Kevin Cao – La parole aux silences

Né le 20 mai 1989 à Paris XIIIe, ce journaliste du quotidien Le Populaire du Centre vit à Limoges depuis ses cinq ans. Respecté pour sa couverture à hauteur d’âmes du sport local, il a la particularité de mettre en lumière avec constance deux angles morts du judo français : la province et le handicap. Avec le recul que lui confère la distance kilométrique par rapport au centralisme légendaire du sport tricolore, son approche du métier a quelque chose d’intensément martial. Excellente occasion de lui laisser l’espace pour la raconter. – JudoAKD#005.

 

Une version en anglais de cet entretien est en ligne ici.

 

Comment en es-tu venu à couvrir le judo pour la presse quotidienne régionale ?

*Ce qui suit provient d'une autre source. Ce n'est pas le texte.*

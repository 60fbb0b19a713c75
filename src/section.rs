//! The program-section record (format spec §3.2): the memory segment a
//! symbol lives in (e.g. `.text`, `.rodata`).
//!
//! `ProgramSection` is a flat, already-resolved record shared by both sides
//! of the codec: by the time one is built for encoding, its name has
//! already been deposited in the strings section and its offset is in
//! hand, so the same struct serves as both the write-side input and the
//! read-side decoded output.

use crate::common::{Permissions, PROGRAM_SECTION_RECORD_SIZE};
use crate::error::{Error, Result};
use crate::primitive::{Reader, Writer};

/// A declared memory segment: `name-offset:u64, address:u64,
/// permissions:u8, fixed-address:u8, padding:6 bytes`.
#[derive(Debug, Clone, Copy, PartialEq, Eq)]
pub struct ProgramSection {
    /// Section-local offset into the strings section of this section's name.
    pub name_offset: u64,
    /// Load address, meaningful only when `fixed_address` is set.
    pub address: u64,
    /// Read/write/execute permissions.
    pub permissions: Permissions,
    /// Whether this section has a fixed (as opposed to linker-assigned)
    /// address.
    pub fixed_address: bool,
}

impl ProgramSection {
    /// The all-zero nil section, always present at offset 0.
    pub const NIL: ProgramSection = ProgramSection {
        name_offset: 0,
        address: 0,
        permissions: Permissions(0),
        fixed_address: false,
    };

    pub(crate) fn encode(&self, w: &mut Writer) {
        w.write_u64(self.name_offset);
        w.write_u64(self.address);
        w.write_u8(self.permissions.0);
        w.write_u8(self.fixed_address as u8);
        w.write_bytes(&[0u8; 6]);
    }

    pub(crate) fn decode(data: &[u8]) -> Result<ProgramSection> {
        let mut r = Reader::new(data);
        let name_offset = r.read_u64()?;
        let address = r.read_u64()?;
        let permissions = Permissions(r.read_u8()?);
        let fixed_byte = r.read_u8()?;
        let fixed_address = match fixed_byte {
            0 => false,
            1 => true,
            other => {
                return Err(Error::UnrecognisedKind {
                    what: "fixed-address flag",
                    value: other as u32,
                })
            }
        };
        let padding = r.read_bytes(6)?;
        if padding.iter().any(|&b| b != 0) {
            return Err(Error::NonZeroPadding {
                section: "program-sections",
                offset: 18,
            });
        }
        Ok(ProgramSection {
            name_offset,
            address,
            permissions,
            fixed_address,
        })
    }
}

/// Fixed per-record size of a program-section entry.
pub const RECORD_SIZE: u64 = PROGRAM_SECTION_RECORD_SIZE;

#[cfg(test)]
mod tests {
    use super::*;

    #[test]
    fn record_size_is_24_bytes() {
        let mut w = Writer::new();
        ProgramSection::NIL.encode(&mut w);
        assert_eq!(w.len() as u64, RECORD_SIZE);
    }

    #[test]
    fn round_trips() {
        let section = ProgramSection {
            name_offset: 4,
            address: 0x1000,
            permissions: Permissions::READ | Permissions::EXECUTE,
            fixed_address: true,
        };
        let mut w = Writer::new();
        section.encode(&mut w);
        let bytes = w.into_bytes();
        let decoded = ProgramSection::decode(&bytes).unwrap();
        assert_eq!(decoded, section);
    }

    #[test]
    fn rejects_nonzero_padding() {
        let section = ProgramSection::NIL;
        let mut w = Writer::new();
        section.encode(&mut w);
        let mut bytes = w.into_bytes();
        bytes[23] = 1;
        assert!(ProgramSection::decode(&bytes).is_err());
    }
}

J’ai commencé en septembre 2008 au service des Sports du Populaire du Centre, en tant que pigiste. J’avais 19 ans. Comme je le raconte dans Une flamme pour sortir de l’ombre, le livre co-écrit avec Cyril Jonard qui sort ce printemps, l’un des premiers évènements que j’ai couverts pour le journal de la Haute-Vienne, c’était les championnats de zones de judo, une compétition interrégionale qualificative pour les championnats de France. Je débarquais dans un milieu que je ne connaissais pas et c’est ce jour-là que j’ai découvert Cyril. Ou plutôt c’est une scène qui m’a permis de situer le niveau de détermination de ce sociétaire de l’AJL (Alliance Judo Limoges).

Que s’est-il passé ?

Lors d’un combat, Cyril s’est blessé – une fracture ou une plaie ouverte, je ne me souviens plus exactement. C’était suffisamment grave pour nécessiter l’intervention des secours. Or il refusait catégoriquement de sortir du tapis. Selon lui, il était inconcevable de perdre ou de renoncer, d’abandonner tout simplement. Il voulait « continuer ». Il n’avait « pas mal ». Il allait gagner. Cet acte de bravoure m’a étonné et impressionné. Pour les personnes présentes au bord des tapis, c’était « normal« . « C’est Cyril Jonard« , se contentaient-elles de dire… C’est comme ça que tout a démarré.

Quel avait été ton parcours avant ça ?

Lorsque j’ai commencé mes premiers reportages pour Le Populaire du Centre, j’étais étudiant à l’IUT Techniques de commercialisation de Limoges. Comme j’étais passionné par le journalisme en général et le journalisme sportif en particulier – raconter des histoires sur sa passion, la belle affaire ! -, je me suis réorienté avec pour but de passer les concours qui me rapprocheraient de cette profession. J’ai donc obtenu une Licence Information-communication option Journalisme à Bordeaux, puis un Master Sciences politiques à Montpellier. On m’a alors proposé un CDI au Populaire du Centre.

As-tu toi-même pratiqué un ou plusieurs des sports que tu couvres ?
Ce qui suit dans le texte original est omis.